*TASK DIRECTIONS:* Write the whole listing out again, word for word.

%%

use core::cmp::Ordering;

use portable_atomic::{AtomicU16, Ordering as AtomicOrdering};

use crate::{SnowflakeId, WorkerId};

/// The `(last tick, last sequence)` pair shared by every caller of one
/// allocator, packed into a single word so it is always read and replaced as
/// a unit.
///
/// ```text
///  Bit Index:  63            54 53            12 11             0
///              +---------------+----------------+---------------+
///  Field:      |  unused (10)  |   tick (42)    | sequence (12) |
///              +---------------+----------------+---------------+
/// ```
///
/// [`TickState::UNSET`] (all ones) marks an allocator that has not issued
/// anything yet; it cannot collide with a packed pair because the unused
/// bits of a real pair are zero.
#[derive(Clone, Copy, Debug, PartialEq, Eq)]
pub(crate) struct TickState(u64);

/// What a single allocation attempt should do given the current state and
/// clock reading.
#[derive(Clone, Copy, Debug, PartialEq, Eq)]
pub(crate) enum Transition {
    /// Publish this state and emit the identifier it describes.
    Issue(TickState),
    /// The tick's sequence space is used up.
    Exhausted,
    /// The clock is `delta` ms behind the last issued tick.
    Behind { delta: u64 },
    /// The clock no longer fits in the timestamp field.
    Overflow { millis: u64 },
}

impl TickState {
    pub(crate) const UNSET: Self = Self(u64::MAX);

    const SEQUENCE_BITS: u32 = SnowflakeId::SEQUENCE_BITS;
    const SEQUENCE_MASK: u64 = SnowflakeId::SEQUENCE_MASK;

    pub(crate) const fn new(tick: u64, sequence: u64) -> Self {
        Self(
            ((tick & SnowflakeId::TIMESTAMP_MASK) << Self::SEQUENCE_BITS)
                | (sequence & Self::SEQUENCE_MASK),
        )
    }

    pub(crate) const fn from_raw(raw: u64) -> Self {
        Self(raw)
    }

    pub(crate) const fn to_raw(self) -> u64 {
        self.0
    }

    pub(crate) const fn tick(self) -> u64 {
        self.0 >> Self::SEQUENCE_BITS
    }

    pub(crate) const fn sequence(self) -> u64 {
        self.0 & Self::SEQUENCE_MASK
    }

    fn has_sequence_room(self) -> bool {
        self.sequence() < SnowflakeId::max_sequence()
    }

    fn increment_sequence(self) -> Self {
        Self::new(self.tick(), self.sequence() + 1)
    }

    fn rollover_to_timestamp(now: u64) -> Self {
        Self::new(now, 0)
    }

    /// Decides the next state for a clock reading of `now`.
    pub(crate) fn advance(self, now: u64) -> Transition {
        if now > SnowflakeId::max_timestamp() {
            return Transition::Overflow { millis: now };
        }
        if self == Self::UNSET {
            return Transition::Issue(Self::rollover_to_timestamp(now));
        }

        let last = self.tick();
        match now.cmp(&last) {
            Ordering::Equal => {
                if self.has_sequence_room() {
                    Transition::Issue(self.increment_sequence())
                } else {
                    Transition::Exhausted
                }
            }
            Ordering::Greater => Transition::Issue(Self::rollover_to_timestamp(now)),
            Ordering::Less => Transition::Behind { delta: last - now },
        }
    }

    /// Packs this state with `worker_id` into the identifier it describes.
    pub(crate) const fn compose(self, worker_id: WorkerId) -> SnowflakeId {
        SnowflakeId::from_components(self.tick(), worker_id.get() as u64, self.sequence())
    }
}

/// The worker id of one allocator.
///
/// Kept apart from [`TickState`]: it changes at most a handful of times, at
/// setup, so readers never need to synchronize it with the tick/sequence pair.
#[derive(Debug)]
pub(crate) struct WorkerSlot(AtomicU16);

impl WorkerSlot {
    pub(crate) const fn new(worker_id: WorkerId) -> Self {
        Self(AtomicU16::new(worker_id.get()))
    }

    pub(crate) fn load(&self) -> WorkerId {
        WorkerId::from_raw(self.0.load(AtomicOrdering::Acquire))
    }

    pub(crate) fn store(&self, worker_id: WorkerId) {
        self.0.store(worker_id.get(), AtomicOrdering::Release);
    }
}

%%

*EXPECTED ANSWER:*
use core::cmp::Ordering;

use portable_atomic::{AtomicU16, Ordering as AtomicOrdering};

use crate::{SnowflakeId, WorkerId};

/// The `(last tick, last sequence)` pair shared by every caller of one
/// allocator, packed into a single word so it is always read and replaced as
/// a unit.
///
/// ```text
///  Bit Index:  63            54 53            12 11             0
///              +---------------+----------------+---------------+
///  Field:      |  unused (10)  |   tick (42)    | sequence (12) |
///              +---------------+----------------+---------------+
/// ```
///
/// [`TickState::UNSET`] (all ones) marks an allocator that has not issued
/// anything yet; it cannot collide with a packed pair because the unused
/// bits of a real pair are zero.
#[derive(Clone, Copy, Debug, PartialEq, Eq)]
pub(crate) struct TickState(u64);

/// What a single allocation attempt should do given the current state and
/// clock reading.
#[derive(Clone, Copy, Debug, PartialEq, Eq)]
pub(crate) enum Transition {
    /// Publish this state and emit the identifier it describes.
    Issue(TickState),
    /// The tick's sequence space is used up.
    Exhausted,
    /// The clock is `delta` ms behind the last issued tick.
    Behind { delta: u64 },
    /// The clock no longer fits in the timestamp field.
    Overflow { millis: u64 },
}

impl TickState {
    pub(crate) const UNSET: Self = Self(u64::MAX);

    const SEQUENCE_BITS: u32 = SnowflakeId::SEQUENCE_BITS;
    const SEQUENCE_MASK: u64 = SnowflakeId::SEQUENCE_MASK;

    pub(crate) const fn new(tick: u64, sequence: u64) -> Self {
        Self(
            ((tick & SnowflakeId::TIMESTAMP_MASK) << Self::SEQUENCE_BITS)
                | (sequence & Self::SEQUENCE_MASK),
        )
    }

    pub(crate) const fn from_raw(raw: u64) -> Self {
        Self(raw)
    }

    pub(crate) const fn to_raw(self) -> u64 {
        self.0
    }

    pub(crate) const fn tick(self) -> u64 {
        self.0 >> Self::SEQUENCE_BITS
    }

    pub(crate) const fn sequence(self) -> u64 {
        self.0 & Self::SEQUENCE_MASK
    }

    fn has_sequence_room(self) -> bool {
        self.sequence() < SnowflakeId::max_sequence()
    }

    fn increment_sequence(self) -> Self {
        Self::new(self.tick(), self.sequence() + 1)
    }

    fn rollover_to_timestamp(now: u64) -> Self {
        Self::new(now, 0)
    }

    /// Decides the next state for a clock reading of `now`.
    pub(crate) fn advance(self, now: u64) -> Transition {
        if now > SnowflakeId::max_timestamp() {
            return Transition::Overflow { millis: now };
        }
        if self == Self::UNSET {
            return Transition::Issue(Self::rollover_to_timestamp(now));
        }

        let last = self.tick();
        match now.cmp(&last) {
            Ordering::Equal => {
                if self.has_sequence_room() {
                    Transition::Issue(self.increment_sequence())
                } else {
                    Transition::Exhausted
                }
            }
            Ordering::Greater => Transition::Issue(Self::rollover_to_timestamp(now)),
            Ordering::Less => Transition::Behind { delta: last - now },
        }
    }

    /// Packs this state with `worker_id` into the identifier it describes.
    pub(crate) const fn compose(self, worker_id: WorkerId) -> SnowflakeId {
        SnowflakeId::from_components(self.tick(), worker_id.get() as u64, self.sequence())
    }
}

/// The worker id of one allocator.
///
/// Kept apart from [`TickState`]: it changes at most a handful of times, at
/// setup, so readers never need to synchronize it with the tick/sequence pair.
#[derive(Debug)]
pub(crate) struct WorkerSlot(AtomicU16);

impl WorkerSlot {
    pub(crate) const fn new(worker_id: WorkerId) -> Self {
        Self(AtomicU16::new(worker_id.get()))
    }

    pub(crate) fn load(&self) -> WorkerId {
        WorkerId::from_raw(self.0.load(AtomicOrdering::Acquire))
    }

    pub(crate) fn store(&self, worker_id: WorkerId) {
        self.0.store(worker_id.get(), AtomicOrdering::Release);
    }
}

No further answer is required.